As many North American sports leagues resume play in the midst of the ongoing COVID-19 pandemic, Brock University Assistant Professor of Sport Management Michael Naraine says their return provides a welcome distraction for a population dealing with pandemic fatigue — but that return may not be indefinite.

“It’s not unsurprising that sports, at least for the moment, are back,” says Naraine. “When we think about the institutions we have, including religion, arts and culture, and politics, sport is the one that is the least contentious and relates to what we think of as ‘normal.’ Being able to watch a game on TV harkens back to a time before the pandemic and provides an escape for those watching.”

However, Naraine believes several factors will affect the leagues and their ability to conclude their seasons.

“There appears to have been a false narrative that there was a light at the end of the tunnel for these leagues as far as infection numbers are concerned,” he says. “But we are seeing that window shrink with infections rising in the U.S., which makes me think most leagues will just want to finish their seasons, even if it looks very different than normal.”

The changes Naraine is referring to include a lack of fans in the stands as well as some leagues taking place in strictly monitored locations, known as bubbles, which he believes will significantly increase the chance of seasons being completed.

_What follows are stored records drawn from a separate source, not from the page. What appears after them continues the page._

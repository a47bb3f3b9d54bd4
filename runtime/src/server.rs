//! The mock server: a session context owning the whole pipeline.
//!
//! A [`MockServer`] bundles the active gate, handler registry, event bus,
//! configuration and id generator. There is no global state; two servers
//! are fully independent.
//!
//! # Example
//!
//! ```
//! use interpose_core::{CapturedRequest, Handler, Method, Proceed, Response, StatusCode};
//! use interpose_runtime::MockServer;
//!
//! # async fn example() -> Result<(), Box<dyn std::error::Error>> {
//! let server = MockServer::new([Handler::get("/health", |_| async {
//!     Ok(Some(Response::text(StatusCode::OK, "mocked")))
//! })?]);
//! server.listen();
//!
//! let request = CapturedRequest::builder(Method::GET, "http://service.test/health").build()?;
//! let settlement = server
//!     .handle(request, Proceed::respond_with(Response::text(StatusCode::OK, "real")))
//!     .await?;
//!
//! assert!(settlement.is_mocked());
//! server.close();
//! # Ok(())
//! # }
//! ```

use crate::config::PipelineConfig;
use crate::error::PipelineError;
use crate::event_bus::EventBus;
use crate::gate::{ActiveGate, SessionStats};
use crate::orchestrator::{Orchestrator, Settlement};
use crate::registry::HandlerRegistry;
use interpose_core::{CapturedRequest, Handler, IdGenerator, Proceed, RandomIdGenerator, RequestId};
use std::fmt;
use std::sync::Arc;

struct ServerInner {
    bus: EventBus,
    gate: Arc<ActiveGate>,
    registry: Arc<HandlerRegistry>,
    ids: Arc<dyn IdGenerator>,
    orchestrator: Orchestrator,
}

/// Request interception session.
///
/// Cheap to clone; clones share the same state.
#[derive(Clone)]
pub struct MockServer {
    inner: Arc<ServerInner>,
}

impl MockServer {
    /// Create an inactive server with `handlers` as its initial sequence
    /// and default configuration.
    #[must_use]
    pub fn new(handlers: impl IntoIterator<Item = Handler>) -> Self {
        Self::builder().handlers(handlers).build()
    }

    /// Start configuring a server.
    #[must_use]
    pub fn builder() -> MockServerBuilder {
        MockServerBuilder::default()
    }

    /// Turn interception on and start a new session.
    ///
    /// Session statistics are reset.
    pub fn listen(&self) {
        let session = self.inner.gate.activate();
        tracing::info!(
            session = session.epoch(),
            handlers = self.inner.registry.snapshot().len(),
            "Interception enabled"
        );
    }

    /// Turn interception off.
    ///
    /// Requests arriving afterwards go straight to the network without any
    /// events. Requests already in flight are not cancelled; they emit
    /// nothing further and fall through to the network.
    pub fn close(&self) {
        if self.inner.gate.deactivate() {
            tracing::info!(stats = ?self.inner.gate.stats(), "Interception disabled");
        }
    }

    /// [`close`](Self::close) and remove every event listener.
    pub fn dispose(&self) {
        self.close();
        self.inner.bus.unsubscribe_all();
    }

    /// Whether interception is on.
    #[must_use]
    pub fn is_listening(&self) -> bool {
        self.inner.gate.is_active()
    }

    /// Prepend runtime handlers; they take precedence over existing ones.
    pub fn use_handlers(&self, handlers: impl IntoIterator<Item = Handler>) {
        self.inner.registry.prepend(handlers);
    }

    /// Drop runtime handlers, returning to the initial sequence, or replace
    /// the current sequence with `next`.
    pub fn reset_handlers(&self, next: Option<Vec<Handler>>) {
        self.inner.registry.reset(next);
    }

    /// Make used one-shot handlers eligible again.
    pub fn restore_handlers(&self) {
        self.inner.registry.restore();
    }

    /// Current handler sequence, in match order.
    #[must_use]
    pub fn list_handlers(&self) -> Vec<Arc<Handler>> {
        self.inner.registry.list()
    }

    /// Life-cycle event bus.
    #[must_use]
    pub fn events(&self) -> &EventBus {
        &self.inner.bus
    }

    /// Counters for the current (or last) session.
    #[must_use]
    pub fn stats(&self) -> SessionStats {
        self.inner.gate.stats()
    }

    /// Configuration in effect.
    #[must_use]
    pub fn config(&self) -> &PipelineConfig {
        self.inner.orchestrator.config()
    }

    /// Run a captured request through the pipeline under a fresh id.
    ///
    /// # Errors
    ///
    /// See [`Orchestrator::handle`].
    pub async fn handle(&self, request: CapturedRequest, proceed: Proceed) -> Result<Settlement, PipelineError> {
        let request_id = self.inner.ids.next_id();
        self.handle_with_id(request, request_id, proceed).await
    }

    /// Run a captured request under an id supplied by the capture layer.
    ///
    /// # Errors
    ///
    /// See [`Orchestrator::handle`].
    pub async fn handle_with_id(
        &self,
        request: CapturedRequest,
        request_id: RequestId,
        proceed: Proceed,
    ) -> Result<Settlement, PipelineError> {
        self.inner.orchestrator.handle(request, request_id, proceed).await
    }
}

impl fmt::Debug for MockServer {
    fn fmt(&self, f: &mut fmt::Formatter<'_>) -> fmt::Result {
        f.debug_struct("MockServer")
            .field("listening", &self.is_listening())
            .field("handlers", &self.inner.registry.snapshot().len())
            .field("config", self.config())
            .finish_non_exhaustive()
    }
}

/// Builder for [`MockServer`].
#[derive(Default)]
pub struct MockServerBuilder {
    handlers: Vec<Handler>,
    config: PipelineConfig,
    ids: Option<Arc<dyn IdGenerator>>,
}

impl MockServerBuilder {
    /// Append initial handlers.
    #[must_use]
    pub fn handlers(mut self, handlers: impl IntoIterator<Item = Handler>) -> Self {
        self.handlers.extend(handlers);
        self
    }

    /// Append one initial handler.
    #[must_use]
    pub fn handler(mut self, handler: Handler) -> Self {
        self.handlers.push(handler);
        self
    }

    /// Use `config` instead of the default configuration.
    #[must_use]
    pub const fn config(mut self, config: PipelineConfig) -> Self {
        self.config = config;
        self
    }

    /// Use a custom request id generator.
    #[must_use]
    pub fn id_generator(mut self, ids: impl IdGenerator + 'static) -> Self {
        self.ids = Some(Arc::new(ids));
        self
    }

    /// Build an inactive server.
    #[must_use]
    pub fn build(self) -> MockServer {
        let bus = EventBus::new();
        let gate = Arc::new(ActiveGate::new());
        let registry = Arc::new(HandlerRegistry::new(self.handlers));
        let orchestrator = Orchestrator::new(
            bus.clone(),
            Arc::clone(&gate),
            Arc::clone(&registry),
            self.config,
        );

        MockServer {
            inner: Arc::new(ServerInner {
                bus,
                gate,
                registry,
                ids: self.ids.unwrap_or_else(|| Arc::new(RandomIdGenerator)),
                orchestrator,
            }),
        }
    }
}

impl fmt::Debug for MockServerBuilder {
    fn fmt(&self, f: &mut fmt::Formatter<'_>) -> fmt::Result {
        f.debug_struct("MockServerBuilder")
            .field("handlers", &self.handlers.len())
            .field("config", &self.config)
            .finish_non_exhaustive()
    }
}
//! listen()/close() semantics, including close() racing in-flight requests.

#![allow(clippy::unwrap_used, clippy::expect_used, clippy::panic)]

use interpose_core::{CapturedRequest, EventName, Handler, Method, Proceed, Response, StatusCode};
use interpose_runtime::{MockServer, SessionStats, Settlement};
use interpose_testing::assertions::{MOCKED, assert_sequence};
use interpose_testing::{EventRecorder, FakeNetwork, SequentialIdGenerator, init_tracing};
use std::sync::Arc;
use std::sync::atomic::{AtomicUsize, Ordering};
use tokio::sync::Notify;

fn get(url: &str) -> CapturedRequest {
    CapturedRequest::builder(Method::GET, url).build().unwrap()
}

fn mocked() -> Handler {
    Handler::any("*", |_| async { Ok(Some(Response::text(StatusCode::OK, "mocked"))) }).unwrap()
}

#[tokio::test]
async fn closed_server_emits_nothing_and_forwards() {
    init_tracing();
    let server = MockServer::new([mocked()]);
    let recorder = EventRecorder::attach(server.events());
    let network = FakeNetwork::new();

    server.listen();
    server.close();

    let settlement = server.handle(get("http://svc.test/a"), network.proceed()).await.unwrap();

    assert_eq!(settlement, Settlement::Network(Response::text(StatusCode::OK, "real")));
    assert!(recorder.is_empty());
    assert_eq!(network.calls(), 1);
}

#[tokio::test]
async fn listen_again_resumes_interception() {
    let server = MockServer::builder()
        .handler(mocked())
        .id_generator(SequentialIdGenerator::new())
        .build();
    let recorder = EventRecorder::attach(server.events());

    server.listen();
    server.close();
    server.handle(get("http://svc.test/a"), FakeNetwork::new().proceed()).await.unwrap();
    assert!(recorder.is_empty());

    server.listen();
    let settlement = server.handle(get("http://svc.test/a"), FakeNetwork::new().proceed()).await.unwrap();
    assert!(settlement.is_mocked());
    assert_sequence(&recorder.names(), &MOCKED);
}

#[tokio::test]
async fn close_during_resolution_abandons_request_silently() {
    init_tracing();
    let entered = Arc::new(Notify::new());
    let release = Arc::new(Notify::new());

    let (entered_tx, release_rx) = (Arc::clone(&entered), Arc::clone(&release));
    let server = MockServer::new([Handler::any("*", move |_| {
        let entered = Arc::clone(&entered_tx);
        let release = Arc::clone(&release_rx);
        async move {
            entered.notify_one();
            release.notified().await;
            Ok(Some(Response::text(StatusCode::OK, "too late")))
        }
    })
    .unwrap()]);
    let recorder = EventRecorder::attach(server.events());
    let network = FakeNetwork::new();
    server.listen();

    let in_flight = {
        let server = server.clone();
        let proceed = network.proceed();
        tokio::spawn(async move { server.handle(get("http://svc.test/slow"), proceed).await })
    };

    entered.notified().await;
    server.close();
    release.notify_one();

    let settlement = in_flight.await.unwrap().unwrap();

    // the resolver was not cancelled, but its answer is discarded
    assert_eq!(settlement, Settlement::Network(Response::text(StatusCode::OK, "real")));
    assert_eq!(recorder.names(), [EventName::RequestStart]);
    assert_eq!(network.calls(), 1);
}

#[tokio::test]
async fn reopening_does_not_revive_abandoned_requests() {
    let entered = Arc::new(Notify::new());
    let release = Arc::new(Notify::new());

    let (entered_tx, release_rx) = (Arc::clone(&entered), Arc::clone(&release));
    let server = MockServer::new([Handler::get("/slow", move |_| {
        let entered = Arc::clone(&entered_tx);
        let release = Arc::clone(&release_rx);
        async move {
            entered.notify_one();
            release.notified().await;
            Ok(Some(Response::ok()))
        }
    })
    .unwrap()]);
    let recorder = EventRecorder::attach(server.events());
    server.listen();

    let in_flight = {
        let server = server.clone();
        tokio::spawn(async move {
            server
                .handle(get("http://svc.test/slow"), FakeNetwork::new().proceed())
                .await
        })
    };

    entered.notified().await;
    server.close();
    server.listen();
    release.notify_one();

    let settlement = in_flight.await.unwrap().unwrap();
    assert!(!settlement.is_mocked());
    assert_eq!(recorder.names(), [EventName::RequestStart]);
    assert_eq!(server.stats(), SessionStats::default());
}

#[tokio::test]
async fn close_from_a_listener_suppresses_remaining_events() {
    let server = MockServer::new([mocked()]);
    let recorder = EventRecorder::default();

    let closer = server.clone();
    server.events().on(EventName::RequestStart, move |_| {
        let closer = closer.clone();
        async move { closer.close() }
    });
    recorder.subscribe(server.events());
    server.listen();

    let network = FakeNetwork::new();
    let settlement = server.handle(get("http://svc.test/a"), network.proceed()).await.unwrap();

    // the closing listener runs first, so the recorder never sees request:start
    assert!(recorder.is_empty());
    assert!(!settlement.is_mocked());
    assert_eq!(network.calls(), 1);
}

#[tokio::test]
async fn listen_resets_session_stats() {
    let server = MockServer::new([mocked()]);
    server.listen();
    server.handle(get("http://svc.test/a"), FakeNetwork::new().proceed()).await.unwrap();
    assert_eq!(server.stats().mocked, 1);

    server.close();
    assert_eq!(server.stats().mocked, 1);

    server.listen();
    assert_eq!(server.stats(), SessionStats::default());
}

#[tokio::test]
async fn one_shot_handler_survives_an_abandoned_request() {
    let entered = Arc::new(Notify::new());
    let release = Arc::new(Notify::new());

    let (entered_tx, release_rx) = (Arc::clone(&entered), Arc::clone(&release));
    let server = MockServer::new([Handler::get("/token", move |_| {
        let entered = Arc::clone(&entered_tx);
        let release = Arc::clone(&release_rx);
        async move {
            entered.notify_one();
            release.notified().await;
            Ok(Some(Response::text(StatusCode::OK, "fresh")))
        }
    })
    .unwrap()
    .once()]);
    server.listen();

    let in_flight = {
        let server = server.clone();
        tokio::spawn(async move {
            server
                .handle(get("http://svc.test/token"), FakeNetwork::new().proceed())
                .await
        })
    };

    entered.notified().await;
    server.close();
    release.notify_one();

    let abandoned = in_flight.await.unwrap().unwrap();
    assert!(!abandoned.is_mocked());
    assert!(!server.list_handlers()[0].is_exhausted());

    server.listen();
    let answered = {
        let server = server.clone();
        tokio::spawn(async move {
            server
                .handle(get("http://svc.test/token"), FakeNetwork::new().proceed())
                .await
        })
    };
    entered.notified().await;
    release.notify_one();

    let settlement = answered.await.unwrap().unwrap();
    assert_eq!(settlement, Settlement::Mocked(Response::text(StatusCode::OK, "fresh")));
    assert!(server.list_handlers()[0].is_exhausted());
}

#[tokio::test]
async fn close_during_network_exchange_suppresses_bypass_event() {
    init_tracing();
    let server = MockServer::new([]);
    let recorder = EventRecorder::attach(server.events());
    server.listen();

    let entered = Arc::new(Notify::new());
    let release = Arc::new(Notify::new());
    let proceed = {
        let entered = Arc::clone(&entered);
        let release = Arc::clone(&release);
        Proceed::new(move || async move {
            entered.notify_one();
            release.notified().await;
            Ok(Response::text(StatusCode::OK, "real"))
        })
    };

    let in_flight = {
        let server = server.clone();
        tokio::spawn(async move { server.handle(get("http://svc.test/slow"), proceed).await })
    };

    entered.notified().await;
    server.close();
    release.notify_one();

    let settlement = in_flight.await.unwrap().unwrap();
    assert_eq!(settlement, Settlement::Network(Response::text(StatusCode::OK, "real")));
    assert_eq!(
        recorder.names(),
        [EventName::RequestStart, EventName::RequestUnhandled, EventName::RequestEnd]
    );
    assert_eq!(server.stats().bypassed, 0);
}

#[tokio::test]
async fn resolver_never_runs_after_close_from_a_listener() {
    let calls = Arc::new(AtomicUsize::new(0));
    let counter = Arc::clone(&calls);
    let server = MockServer::new([Handler::any("*", move |_| {
        counter.fetch_add(1, Ordering::SeqCst);
        async { Ok(Some(Response::ok())) }
    })
    .unwrap()
    .once()]);

    let closer = server.clone();
    server.events().on(EventName::RequestStart, move |_| {
        let closer = closer.clone();
        async move { closer.close() }
    });
    server.listen();

    let settlement = server
        .handle(get("http://svc.test/a"), FakeNetwork::new().proceed())
        .await
        .unwrap();

    assert!(!settlement.is_mocked());
    assert_eq!(calls.load(Ordering::SeqCst), 0);
    assert!(!server.list_handlers()[0].is_exhausted());
}
//! Prometheus metrics for the request pipeline.
//!
//! The pipeline always records through the [`metrics`] facade. Nothing is
//! collected until a recorder is installed, for example with
//! [`MetricsExporter::install`].
//!
//! | Metric                                 | Kind      |
//! |----------------------------------------|-----------|
//! | `interpose.requests.total`             | counter   |
//! | `interpose.requests.mocked`            | counter   |
//! | `interpose.requests.bypassed`          | counter   |
//! | `interpose.requests.unhandled`         | counter   |
//! | `interpose.resolver.exceptions`        | counter   |
//! | `interpose.events.published`           | counter   |
//! | `interpose.listeners.panicked`         | counter   |
//! | `interpose.resolver.duration_seconds`  | histogram |
//!
//! # Example
//!
//! ```rust,no_run
//! use interpose_runtime::metrics::MetricsExporter;
//!
//! # fn example() -> Result<(), Box<dyn std::error::Error>> {
//! let mut exporter = MetricsExporter::new();
//! exporter.install()?;
//!
//! if let Some(text) = exporter.render() {
//!     println!("{text}");
//! }
//! # Ok(())
//! # }
//! ```

use metrics::{describe_counter, describe_histogram};
use metrics_exporter_prometheus::{Matcher, PrometheusBuilder, PrometheusHandle};
use thiserror::Error;

/// Errors from metrics setup.
#[derive(Error, Debug)]
pub enum MetricsError {
    /// Failed to build the exporter
    #[error("Failed to build metrics exporter: {0}")]
    Build(String),
    /// Failed to install the exporter
    #[error("Failed to install metrics exporter: {0}")]
    Install(String),
}

/// Installs the Prometheus recorder and renders the scrape payload.
#[derive(Default)]
pub struct MetricsExporter {
    handle: Option<PrometheusHandle>,
}

impl MetricsExporter {
    /// Create an exporter that has not been installed yet.
    #[must_use]
    pub const fn new() -> Self {
        Self { handle: None }
    }

    /// Register metric descriptions and install the global recorder.
    ///
    /// # Errors
    ///
    /// Returns [`MetricsError`] if the exporter cannot be built or installed.
    /// A recorder that is already installed (common in tests) is logged and
    /// tolerated.
    pub fn install(&mut self) -> Result<(), MetricsError> {
        register_metrics();

        let builder = PrometheusBuilder::new()
            .set_buckets_for_metric(
                Matcher::Suffix("duration_seconds".to_string()),
                &[0.0001, 0.0005, 0.001, 0.005, 0.01, 0.05, 0.1, 0.5, 1.0, 5.0],
            )
            .map_err(|e| MetricsError::Build(e.to_string()))?;

        match builder.install_recorder() {
            Ok(handle) => {
                self.handle = Some(handle);
                tracing::info!("Prometheus metrics recorder installed");
                Ok(())
            },
            Err(e) => {
                let message = e.to_string();
                if message.contains("already initialized") {
                    tracing::warn!("Metrics recorder already initialized, skipping re-initialization");
                    Ok(())
                } else {
                    Err(MetricsError::Install(message))
                }
            },
        }
    }

    /// Current metrics in Prometheus text format, once installed.
    #[must_use]
    pub fn render(&self) -> Option<String> {
        self.handle.as_ref().map(PrometheusHandle::render)
    }
}

impl std::fmt::Debug for MetricsExporter {
    fn fmt(&self, f: &mut std::fmt::Formatter<'_>) -> std::fmt::Result {
        f.debug_struct("MetricsExporter")
            .field("installed", &self.handle.is_some())
            .finish()
    }
}

/// Describe every pipeline metric to the installed recorder.
pub fn register_metrics() {
    describe_counter!(
        "interpose.requests.total",
        "Requests that entered the pipeline while interception was on"
    );
    describe_counter!(
        "interpose.requests.mocked",
        "Requests answered with a mocked response"
    );
    describe_counter!(
        "interpose.requests.bypassed",
        "Requests forwarded to the real network"
    );
    describe_counter!(
        "interpose.requests.unhandled",
        "Requests no handler matched"
    );
    describe_counter!(
        "interpose.resolver.exceptions",
        "Resolver errors and panics"
    );
    describe_counter!(
        "interpose.events.published",
        "Life-cycle events published, labelled by event name"
    );
    describe_counter!(
        "interpose.listeners.panicked",
        "Event listeners that panicked during dispatch"
    );
    describe_histogram!(
        "interpose.resolver.duration_seconds",
        metrics::Unit::Seconds,
        "Time spent in resolvers"
    );
}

“I think the NHL and NBA will finish their seasons because they have moved to bubble locations in Canada and Florida,” he says. “It will limit the amount of people players interact with and allow more health controls to be implemented.”

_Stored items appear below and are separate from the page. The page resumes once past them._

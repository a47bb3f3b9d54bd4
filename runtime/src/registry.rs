//! Ordered handler sequence with atomic swaps.
//!
//! Readers take an `Arc` snapshot of the whole sequence, so a request that
//! is being matched never observes a half-applied `use_handlers` or
//! `reset_handlers`. Writers replace the snapshot under a short write lock.

use interpose_core::Handler;
use std::sync::{Arc, PoisonError, RwLock};

/// Shared, immutable view of the handler sequence.
pub type HandlerSnapshot = Arc<Vec<Arc<Handler>>>;

/// The initial handlers plus the current (possibly overridden) sequence.
#[derive(Debug)]
pub struct HandlerRegistry {
    initial: HandlerSnapshot,
    current: RwLock<HandlerSnapshot>,
}

impl HandlerRegistry {
    /// Create a registry whose initial and current sequences are `handlers`.
    #[must_use]
    pub fn new(handlers: impl IntoIterator<Item = Handler>) -> Self {
        let initial: HandlerSnapshot = Arc::new(handlers.into_iter().map(Arc::new).collect());
        Self {
            current: RwLock::new(Arc::clone(&initial)),
            initial,
        }
    }

    /// The current sequence.
    #[must_use]
    pub fn snapshot(&self) -> HandlerSnapshot {
        Arc::clone(&self.current.read().unwrap_or_else(PoisonError::into_inner))
    }

    /// Prepend runtime overrides; they take precedence over everything
    /// already registered.
    pub fn prepend(&self, handlers: impl IntoIterator<Item = Handler>) {
        let mut current = self.current.write().unwrap_or_else(PoisonError::into_inner);
        let mut next: Vec<Arc<Handler>> = handlers.into_iter().map(Arc::new).collect();
        let added = next.len();
        next.extend(current.iter().cloned());
        *current = Arc::new(next);
        tracing::debug!(added, total = current.len(), "Prepended handlers");
    }

    /// Drop runtime overrides.
    ///
    /// With `Some(handlers)` the current sequence becomes exactly
    /// `handlers`; with `None` it returns to the initial sequence.
    pub fn reset(&self, next: Option<Vec<Handler>>) {
        let replacement = match next {
            Some(handlers) => Arc::new(handlers.into_iter().map(Arc::new).collect()),
            None => Arc::clone(&self.initial),
        };
        let mut current = self.current.write().unwrap_or_else(PoisonError::into_inner);
        *current = replacement;
        tracing::debug!(total = current.len(), "Reset handlers");
    }

    /// Make every used one-shot handler in the current sequence eligible
    /// again.
    pub fn restore(&self) {
        let snapshot = self.snapshot();
        for handler in snapshot.iter() {
            handler.restore();
        }
        tracing::debug!(total = snapshot.len(), "Restored one-shot handlers");
    }

    /// The current sequence as an owned list.
    #[must_use]
    pub fn list(&self) -> Vec<Arc<Handler>> {
        self.snapshot().iter().cloned().collect()
    }
}

impl Default for HandlerRegistry {
    fn default() -> Self {
        Self::new(Vec::new())
    }
}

Naraine did not offer the same positive outlook for the baseball season.

“I don’t think Major League Baseball will finish their season, because teams will be travelling to numerous cities to play away games, and many of those cities are in areas that have spikes in virus case counts,” he says. “The Miami Marlins, and at least 11 players on their roster who currently have COVID-19, are an example of how bad things could get for many MLB teams as they travel to new cities on a weekly basis.”

Beyond travel, Naraine says athletes also pose a significant risk to themselves.

“Lots of athletes enjoy some of the excesses of society, and now to be in a bubble mentality is difficult when they can’t go and enjoy a night out while they are travelling,” he says. “Instances like basketball player Lou Williams visiting a strip club in Atlanta when he was supposed to attend a funeral show that some athletes will use their elevated social and economic status to get outside the bubble or bring others in, which could cause a huge outbreak.”

If these factors can be managed and players remain healthy, Naraine says fans will benefit the most.

“From a sports consumer perspective we have an embarrassment of riches content wise,” he says. “It’s a positive to have lots to consume and have choice. Now, I can watch the Blue Jays game on my TV, the Maple Leafs on my laptop, the Raptors on my phone and soccer on my iPad. The allure of sports is that we don’t know what will happen, and that has never been truer than right now.”